Odaxelagnia (from ὀδάξ, odáx, "with the teeth" and λαγνεία, lagneía, "lust") is a paraphilia involving sexual arousal through biting, or being bitten.

Odaxelagnia is considered a mild form of sadomasochism. The bites can be more or less intense and occur in various parts of the body, e.g., on the arms, shoulders, hands, and occasionally on the genitals. Odaxelagnia is sometimes associated with sexual vampirism, but most forms of sexual biting do not involve bloodshed.
Alfred Kinsey studied odaxelagnia, reporting that roughly half of all people surveyed had experienced sexual arousal from biting.

==History==
The Kama Sutra lists eight different forms of sexual biting, varying in method or the type of mark left. These eight types are "hidden bites" (no mark), "swollen bites" (when the skin taken in the mouth and pressed on both sides), "point" and "line of points" (only two teeth are used, nibbles), "coral and the jewel" (teeth and lips are used), "line of jewels" (all teeth are used), "broken cloud" (leaves a roughly circular mark), and "biting of the boar" (many wide marks).
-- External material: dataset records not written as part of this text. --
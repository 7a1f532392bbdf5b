// Platform seams of the voice controller.
//
// Mobile and desktop audio stacks implement these; the controller never
// touches a microphone or speaker directly.

use anyhow::Result;
use async_trait::async_trait;
use std::path::{Path, PathBuf};
use std::time::Duration;

/// Lazily requested microphone access
#[async_trait]
pub trait MicrophonePermission: Send + Sync {
    /// Ask for (or confirm) access; `Ok(false)` means the user declined
    async fn request(&self) -> Result<bool>;
}

/// Captures one utterance at a time
#[async_trait]
pub trait Recorder: Send + Sync {
    async fn start(&self) -> Result<()>;

    /// Finalize the recording; `None` when nothing was captured
    async fn stop(&self) -> Result<Option<PathBuf>>;

    fn is_recording(&self) -> bool;
}

/// Plays reply audio files
#[async_trait]
pub trait Player: Send + Sync {
    async fn play(&self, path: &Path) -> Result<()>;

    async fn pause(&self) -> Result<()>;

    fn is_playing(&self) -> bool;

    /// Resolve once playback is over
    ///
    /// Polls `is_playing` by default; players with a native completion
    /// event should override this.
    async fn wait_finished(&self, poll_interval: Duration) {
        while self.is_playing() {
            tokio::time::sleep(poll_interval).await;
        }
    }
}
Sexual biting is also mentioned in The Perfumed Garden as an important part of foreplay.

Pompey's courtesan, named Flora, said that she enjoyed biting him.

==Research==
===Psychology===
Biting can be an instinctual reaction to pleasure for some people. The desire to bite ones partner during sex may be related to the phenomenon of cuteness aggression.
===Prevalence===
The Kinsey reports found that 26% of both men and women had a definite or frequent erotic response to being bitten, with 29% of women and 24% of men sometimes having a response.

In 1987, Charles Allen Moser and Eugene E. Levitt conducted a study that found, in a sample of men interested in sadomasochism, 31.6% had tried and enjoyed biting or being bitten during sex.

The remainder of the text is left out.